By Alexandra Bonetti
When I chose to walk away from a consulting career to create the Bari studio, both a workout method and a business, from scratch, there were several catalysts behind the decision:
(1) work attire = stretchy pants
(2) getting to work out all day = best. body. ever
(3) I knew that if I created a workout that was effective and seriously fun (enough so that my future clients would fall in love with it), I’d be making an important impact on the health and wellness industry.
It’s been nearly four years since I opened Bari, and to update you:
(1) spandex as work attire never gets old
(2) running a company is harder than any workout
(3) I never could’ve imagined the amazing support I’ve received from my community, or how amazing it feels to see people take control of their bodies.
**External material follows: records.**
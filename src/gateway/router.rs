//! HTTP router and handlers

use std::sync::Arc;

use axum::{
    Json, Router,
    extract::{DefaultBodyLimit, State},
    http::{HeaderMap, Method, StatusCode, header},
    response::{IntoResponse, Response},
    routing::{get, post},
};
use serde::Deserialize;
use serde_json::{Value, json};
use tower_http::{
    catch_panic::CatchPanicLayer,
    cors::{Any, CorsLayer},
    trace::TraceLayer,
};
use tracing::error;

use super::IdentityGateway;
use crate::Error;
use crate::mtls::GatewayResponse;

/// Request bodies may carry large JSON payloads from the front end.
const BODY_LIMIT: usize = 10 * 1024 * 1024;

/// Shared application state
pub struct AppState {
    /// Identity provider adapter
    pub gateway: Arc<IdentityGateway>,
}

/// Body of `POST /api/auth/get-access-token`
#[derive(Debug, Deserialize)]
#[serde(rename_all = "camelCase")]
pub struct AccessTokenRequest {
    /// Authorization code from the identity provider login
    #[serde(default)]
    pub authorization_code: String,
    /// Referrer reported by the login flow
    #[serde(default)]
    pub referrer: String,
}

/// Body of `POST /api/auth/refresh-token`
#[derive(Debug, Deserialize)]
#[serde(rename_all = "camelCase")]
pub struct RefreshTokenRequest {
    /// Refresh token to exchange
    #[serde(default)]
    pub refresh_token: String,
}

/// Body of `POST /api/auth/logout-by-user-key`
#[derive(Debug, Deserialize)]
#[serde(rename_all = "camelCase")]
pub struct UserKeyRequest {
    /// User key whose sessions are revoked
    #[serde(default)]
    pub user_key: String,
}

/// Create the router
pub fn create_router(state: Arc<AppState>) -> Router {
    let cors = CorsLayer::new()
        .allow_origin(Any)
        .allow_methods([Method::GET, Method::POST, Method::OPTIONS])
        .allow_headers([header::CONTENT_TYPE, header::AUTHORIZATION]);

    let auth = Router::new()
        .route("/get-access-token", post(get_access_token))
        .route("/refresh-token", post(refresh_token))
        .route("/get-user-info", get(get_user_info))
        .route("/logout-by-access-token", post(logout_by_access_token))
        .route("/logout-by-user-key", post(logout_by_user_key));

    Router::new()
        .route("/health", get(health_handler))
        .nest("/api/auth", auth)
        .fallback(not_found_handler)
        .layer(DefaultBodyLimit::max(BODY_LIMIT))
        .layer(CatchPanicLayer::new())
        .layer(cors)
        .layer(TraceLayer::new_for_http())
        .with_state(state)
}

impl IntoResponse for Error {
    fn into_response(self) -> Response {
        let status = self.http_status();
        if status.is_server_error() {
            error!(error = %self, "Request failed");
        }
        (
            status,
            Json(json!({
                "success": false,
                "error": self.to_string(),
            })),
        )
            .into_response()
    }
}

/// GET /health
async fn health_handler() -> impl IntoResponse {
    Json(json!({
        "status": "ok",
        "timestamp": chrono::Utc::now().to_rfc3339(),
    }))
}

/// POST /api/auth/get-access-token
async fn get_access_token(
    State(state): State<Arc<AppState>>,
    Json(req): Json<AccessTokenRequest>,
) -> Response {
    match state
        .gateway
        .issue_token(&req.authorization_code, &req.referrer)
        .await
    {
        Ok(resp) => upstream_json(&resp),
        Err(e) => e.into_response(),
    }
}

/// POST /api/auth/refresh-token
async fn refresh_token(
    State(state): State<Arc<AppState>>,
    Json(req): Json<RefreshTokenRequest>,
) -> Response {
    match state.gateway.refresh_token(&req.refresh_token).await {
        Ok(resp) => upstream_json(&resp),
        Err(e) => e.into_response(),
    }
}

/// GET /api/auth/get-user-info
async fn get_user_info(State(state): State<Arc<AppState>>, headers: HeaderMap) -> Response {
    let Some(authorization) = authorization(&headers) else {
        return missing_authorization();
    };

    match state.gateway.fetch_user_info_decrypted(authorization).await {
        Ok(info) => (
            StatusCode::OK,
            Json(json!({
                "statusCode": info.status,
                "data": info.data,
            })),
        )
            .into_response(),
        // No `success` record: echo what the provider said with its status
        Err(Error::Upstream { status, body }) => upstream_echo(status, body),
        Err(e) => e.into_response(),
    }
}

/// POST /api/auth/logout-by-access-token
async fn logout_by_access_token(
    State(state): State<Arc<AppState>>,
    headers: HeaderMap,
) -> Response {
    let Some(authorization) = authorization(&headers) else {
        return missing_authorization();
    };

    match state.gateway.revoke_by_access_token(authorization).await {
        Ok(resp) => upstream_json(&resp),
        Err(e) => e.into_response(),
    }
}

/// POST /api/auth/logout-by-user-key
async fn logout_by_user_key(
    State(state): State<Arc<AppState>>,
    Json(req): Json<UserKeyRequest>,
) -> Response {
    match state.gateway.revoke_by_user_key(&req.user_key).await {
        Ok(resp) => upstream_json(&resp),
        Err(e) => e.into_response(),
    }
}

async fn not_found_handler() -> impl IntoResponse {
    (
        StatusCode::NOT_FOUND,
        Json(json!({
            "success": false,
            "error": "Not Found",
        })),
    )
}

/// `{statusCode, data}` with the upstream body parsed as JSON.
fn upstream_json(resp: &GatewayResponse) -> Response {
    match resp.json() {
        Ok(data) => (
            StatusCode::OK,
            Json(json!({
                "statusCode": resp.status,
                "data": data,
            })),
        )
            .into_response(),
        Err(e) => e.into_response(),
    }
}

/// Upstream failure passed through: its status, and its body as JSON when it
/// parses. The envelope always carries the upstream status verbatim.
fn upstream_echo(status: u16, body: String) -> Response {
    let data = serde_json::from_str::<Value>(&body).unwrap_or(Value::String(body));
    (
        StatusCode::from_u16(status).unwrap_or(StatusCode::BAD_REQUEST),
        Json(json!({
            "statusCode": status,
            "data": data,
        })),
    )
        .into_response()
}

fn authorization(headers: &HeaderMap) -> Option<&str> {
    headers
        .get(header::AUTHORIZATION)
        .and_then(|v| v.to_str().ok())
        .filter(|v| !v.is_empty())
}

fn missing_authorization() -> Response {
    (
        StatusCode::UNAUTHORIZED,
        Json(json!({
            "success": false,
            "error": "Authorization header is required",
        })),
    )
        .into_response()
}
When you’re in the fitness business, the lines between work and working out quickly blur. Once two separate parts of my life, the lessons and passions in each field have come together more than I ever thought possible. And, what I’ve discovered is that the mindset and motivation for success in each part of your life is often the same. You know, as they say — “How you do anything is how you do everything.” (By the way, who is this ever-elusive “they,” and how did they get so smart?)
Here are five lessons I’ve learned so far that apply to both my business life and my fitness life.
1. Play nice.
Collaborate, build a network, and support your peers. The people around you are interesting and inspirational, but only if you give them the chance to be. Your community is your livelihood in more ways than you can imagine.
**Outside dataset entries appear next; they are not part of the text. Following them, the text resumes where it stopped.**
//! Gateway server

use std::net::SocketAddr;
use std::sync::Arc;

use tokio::net::TcpListener;
use tokio::signal;
use tracing::{info, warn};

use super::IdentityGateway;
use super::router::{AppState, create_router};
use crate::config::GatewayConfig;
use crate::{Error, Result};

/// HTTP front for the identity gateway
pub struct Server {
    /// Configuration
    config: GatewayConfig,
    /// Identity provider adapter
    gateway: Arc<IdentityGateway>,
}

impl Server {
    /// Create a new server
    pub fn new(config: GatewayConfig) -> Result<Self> {
        let gateway = Arc::new(IdentityGateway::from_config(config.clone())?);
        Ok(Self { config, gateway })
    }

    /// Run until Ctrl-C
    pub async fn run(self) -> Result<()> {
        let addr = SocketAddr::new(
            self.config
                .server
                .host
                .parse()
                .map_err(|e| Error::Config(format!("Invalid host: {e}")))?,
            self.config.server.port,
        );

        if !self.config.has_decryption_key() {
            warn!("No decryption key configured - get-user-info will fail");
        }

        let app = create_router(Arc::new(AppState {
            gateway: Arc::clone(&self.gateway),
        }));

        let listener = TcpListener::bind(addr).await?;

        info!("============================================================");
        info!("IDENTITY GATEWAY v{}", env!("CARGO_PKG_VERSION"));
        info!("============================================================");
        info!(host = %self.config.server.host, port = %self.config.server.port, "Listening");
        info!(api_base = %self.gateway.api_base(), "Identity provider");
        info!("============================================================");

        axum::serve(listener, app)
            .with_graceful_shutdown(shutdown_signal())
            .await?;

        info!("Gateway shutdown complete");
        Ok(())
    }
}

async fn shutdown_signal() {
    match signal::ctrl_c().await {
        Ok(()) => info!("Shutdown signal received"),
        Err(e) => warn!(error = %e, "Failed to listen for shutdown signal"),
    }
}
2. Don’t forget the big picture.
Stay connected to your why. Some days will be tough, you will feel overwhelmed, your muscles won’t be able to do another rep, and your brain will ask for a break. In those moments, it’s crucial to connect to your “why” and inspire yourself to keep pushing. One bad day won’t set you back so long as you regroup, acknowledge your small wins, and keep your eye on your big picture. Whatever it is that’s pushing you forward, don’t lose focus of it.
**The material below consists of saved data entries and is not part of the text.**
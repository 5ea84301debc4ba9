//! Identity provider adapter.
//!
//! Maps the five OAuth2 operations of the identity provider onto requests
//! issued through one shared [`MutualTlsClient`]:
//!
//! | Operation                 | Verb | Path                             |
//! |---------------------------|------|----------------------------------|
//! | `issue_token`             | POST | `/generate-token`                |
//! | `refresh_token`           | POST | `/refresh-token`                 |
//! | `fetch_user_info`         | GET  | `/login-me`                      |
//! | `revoke_by_access_token`  | POST | `/access/remove-by-access-token` |
//! | `revoke_by_user_key`      | POST | `/access/remove-by-user-key`     |
//!
//! The client is built on first use behind a one-time async cell, so
//! concurrent first calls share a single construction.

pub mod router;
pub mod server;

use reqwest::Method;
use reqwest::header::{AUTHORIZATION, HeaderMap, HeaderValue};
use serde_json::{Value, json};
use tokio::sync::OnceCell;
use tracing::{debug, info};

use crate::config::GatewayConfig;
use crate::mtls::{GatewayResponse, MutualTlsClient};
use crate::pii::{self, DecryptionKey};
use crate::{Error, Result};

/// Path of the token issue endpoint
pub const GENERATE_TOKEN_PATH: &str = "/generate-token";
/// Path of the token refresh endpoint
pub const REFRESH_TOKEN_PATH: &str = "/refresh-token";
/// Path of the user info endpoint
pub const LOGIN_ME_PATH: &str = "/login-me";
/// Path of the revoke-by-access-token endpoint
pub const REMOVE_BY_ACCESS_TOKEN_PATH: &str = "/access/remove-by-access-token";
/// Path of the revoke-by-user-key endpoint
pub const REMOVE_BY_USER_KEY_PATH: &str = "/access/remove-by-user-key";

const BEARER_PREFIX: &str = "Bearer ";

/// Characters of a token that may appear in logs.
const TOKEN_LOG_PREFIX: usize = 10;

/// One request against the identity provider, relative to the API base.
#[derive(Debug, Clone)]
pub struct GatewayRequest {
    /// GET or POST
    pub method: Method,
    /// Path appended to the API base
    pub path: String,
    /// JSON body (POST only)
    pub body: Option<Value>,
    /// Extra headers, overriding the defaults
    pub headers: HeaderMap,
}

impl GatewayRequest {
    /// A GET request with no body.
    pub fn get(path: impl Into<String>) -> Self {
        Self {
            method: Method::GET,
            path: path.into(),
            body: None,
            headers: HeaderMap::new(),
        }
    }

    /// A POST request with a JSON body.
    pub fn post(path: impl Into<String>, body: Value) -> Self {
        Self {
            method: Method::POST,
            path: path.into(),
            body: Some(body),
            headers: HeaderMap::new(),
        }
    }

    /// Set the `Authorization` header.
    ///
    /// # Errors
    ///
    /// Returns [`Error::Config`] if the value is not a legal header value.
    pub fn authorization(mut self, value: &str) -> Result<Self> {
        let value = HeaderValue::from_str(value)
            .map_err(|e| Error::Config(format!("invalid Authorization header: {e}")))?;
        self.headers.insert(AUTHORIZATION, value);
        Ok(self)
    }
}

/// Decrypted user info together with the upstream status.
#[derive(Debug, Clone, PartialEq)]
pub struct UserInfo {
    /// Upstream HTTP status
    pub status: u16,
    /// Upstream JSON with `success` replaced by its decrypted form
    pub data: Value,
}

/// Key and AAD used to decrypt user info.
#[derive(Debug, Clone)]
struct PiiDecryptor {
    key: DecryptionKey,
    aad: String,
}

/// Adapter over the identity provider's OAuth2 API.
#[derive(Debug)]
pub struct IdentityGateway {
    api_base: String,
    config: GatewayConfig,
    client: OnceCell<MutualTlsClient>,
    decryptor: Option<PiiDecryptor>,
}

impl IdentityGateway {
    /// Create a gateway whose client is built from `config` on first use.
    ///
    /// # Errors
    ///
    /// Fails if `api_base` is invalid or a configured decryption key is
    /// malformed. Missing credentials only surface on the first call.
    pub fn from_config(config: GatewayConfig) -> Result<Self> {
        config.validate()?;

        let decryptor = if config.has_decryption_key() {
            Some(PiiDecryptor {
                key: config.pii_key()?,
                aad: config.aad.clone(),
            })
        } else {
            None
        };

        Ok(Self {
            api_base: normalize_base(&config.api_base),
            config,
            client: OnceCell::new(),
            decryptor,
        })
    }

    /// Create a gateway around an already built client.
    pub fn with_client(api_base: &str, client: MutualTlsClient) -> Self {
        Self {
            api_base: normalize_base(api_base),
            config: GatewayConfig::default(),
            client: OnceCell::from(client),
            decryptor: None,
        }
    }

    /// Set the key and AAD used by [`IdentityGateway::fetch_user_info_decrypted`].
    #[must_use]
    pub fn with_decryption(mut self, key: DecryptionKey, aad: impl Into<String>) -> Self {
        self.decryptor = Some(PiiDecryptor {
            key,
            aad: aad.into(),
        });
        self
    }

    /// API base every path is appended to.
    pub fn api_base(&self) -> &str {
        &self.api_base
    }

    /// The shared client, built on first call.
    ///
    /// A failed build leaves the gateway uninitialised; the next call tries
    /// again.
    ///
    /// # Errors
    ///
    /// Returns [`Error::CredentialUnavailable`] if the credentials are
    /// missing or unusable.
    pub async fn client(&self) -> Result<&MutualTlsClient> {
        self.client
            .get_or_try_init(|| async {
                let (cert, key) = self.config.credentials()?;
                let ca = self.config.ca_credential()?;
                let client = MutualTlsClient::with_extra_roots(&cert, &key, ca.as_ref())?;
                info!(api_base = %self.api_base, "Identity provider client initialised");
                Ok::<_, Error>(client)
            })
            .await
    }

    /// Send a request relative to the API base.
    pub async fn send(&self, request: GatewayRequest) -> Result<GatewayResponse> {
        let client = self.client().await?;
        let url = format!("{}{}", self.api_base, request.path);

        debug!(method = %request.method, path = %request.path, "Calling identity provider");

        match request.method {
            Method::GET => client.get(&url, &request.headers).await,
            Method::POST => {
                let body = request.body.unwrap_or_else(|| json!({}));
                client.post(&url, &body, &request.headers).await
            }
            other => Err(Error::Config(format!("unsupported method: {other}"))),
        }
    }

    /// Exchange an authorization code for tokens.
    pub async fn issue_token(
        &self,
        authorization_code: &str,
        referrer: &str,
    ) -> Result<GatewayResponse> {
        self.send(GatewayRequest::post(
            GENERATE_TOKEN_PATH,
            json!({
                "authorizationCode": authorization_code,
                "referrer": referrer,
            }),
        ))
        .await
    }

    /// Exchange a refresh token for a new token pair.
    pub async fn refresh_token(&self, refresh_token: &str) -> Result<GatewayResponse> {
        self.send(GatewayRequest::post(
            REFRESH_TOKEN_PATH,
            json!({ "refreshToken": refresh_token }),
        ))
        .await
    }

    /// Fetch the (encrypted) user info for an access token.
    pub async fn fetch_user_info(&self, access_token: &str) -> Result<GatewayResponse> {
        debug!(
            token_prefix = %token_prefix(access_token),
            "Requesting user info"
        );
        let request =
            GatewayRequest::get(LOGIN_ME_PATH).authorization(&bearer_authorization(access_token))?;
        self.send(request).await
    }

    /// Revoke the session an access token belongs to.
    ///
    /// The token is sent as the `Authorization` value verbatim.
    pub async fn revoke_by_access_token(&self, access_token: &str) -> Result<GatewayResponse> {
        let request =
            GatewayRequest::post(REMOVE_BY_ACCESS_TOKEN_PATH, json!({})).authorization(access_token)?;
        self.send(request).await
    }

    /// Revoke every session of a user.
    pub async fn revoke_by_user_key(&self, user_key: &str) -> Result<GatewayResponse> {
        self.send(GatewayRequest::post(
            REMOVE_BY_USER_KEY_PATH,
            json!({ "userKey": user_key }),
        ))
        .await
    }

    /// Fetch user info and decrypt its `success` record.
    ///
    /// # Errors
    ///
    /// Returns [`Error::Upstream`] with the upstream status and body when the
    /// response carries no `success` record, [`Error::Json`] if the body is
    /// not JSON, and [`Error::Decryption`] if any PII field fails.
    pub async fn fetch_user_info_decrypted(&self, access_token: &str) -> Result<UserInfo> {
        let decryptor = self.decryptor.as_ref().ok_or_else(|| {
            Error::Config("no decryption key configured for user info".to_string())
        })?;

        let response = self.fetch_user_info(access_token).await?;
        let mut data = response.json()?;

        let record = match data.get("success") {
            Some(record) if is_truthy(record) => record,
            _ => return Err(Error::upstream(response.status, response.body)),
        };

        let decrypted = pii::decrypt_record(record, &decryptor.key, &decryptor.aad)?;
        data["success"] = decrypted;

        Ok(UserInfo {
            status: response.status,
            data,
        })
    }
}

/// `Authorization` value for user info: the token with a `Bearer ` prefix,
/// added only when missing.
pub fn bearer_authorization(access_token: &str) -> String {
    if access_token.starts_with(BEARER_PREFIX) {
        access_token.to_string()
    } else {
        format!("{BEARER_PREFIX}{access_token}")
    }
}

fn token_prefix(token: &str) -> String {
    token.chars().take(TOKEN_LOG_PREFIX).collect()
}

fn normalize_base(api_base: &str) -> String {
    api_base.trim_end_matches('/').to_string()
}

fn is_truthy(value: &Value) -> bool {
    match value {
        Value::Null => false,
        Value::Bool(b) => *b,
        Value::Number(n) => n.as_f64().is_some_and(|f| f != 0.0),
        Value::String(s) => !s.is_empty(),
        Value::Array(_) | Value::Object(_) => true,
    }
}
3. Have a plan, and take it one day at a time.
Working towards the big picture doesn’t come naturally for most of us. If you fall into this vast majority, make a plan and hold yourself accountable to it. Make sure your plan is actionable one day at time; it should fuel your big picture, but cater to your day-to-day and where you are at right now. It doesn’t really matter what you did in the past; it’s about putting your best foot forward one a day at a time. Make a list, a schedule, a calendar, whatever works for you — trust me, very rarely do people wake up for a 6 a.m. workout without planning ahead.
4. Push yourself outside of your comfort zone.
It’s the only way to truly make big strides. I can’t think of a single thing that is exciting, important, or revolutionary that can also be described as comfortable. Embrace the fact that the best things will come when you’re not in your comfort zone, so stop fearing the things you may not be ready for — you’ll get there.
5. Love what you’re doing.
Your job, your workout, the relationships you pick — love them. Find a way to love the things that you know are good for you. Invest in your future self. It means that you can look back and know that you wouldn’t have done things differently, because all along you were striving for happiness.
And stay true to yourself.
In our discovery of what we don’t want, we often stumble upon what we do. Such was the case for Alexandra Bonetti Pérez, a former financial and management consultant, Wharton grad, and exercise fanatic, who sampled every workout possible during her years traveling as a consultant. Limited by exercise myths and methods that did nothing to transform her body, Alexandra left consulting and committed herself to developing a workout that delivered the results she craved. She knew fitness could be - and should be - a lifestyle brand; this vision for an inclusive space for nutrition, culture, art and a true community is the backbone of Bari.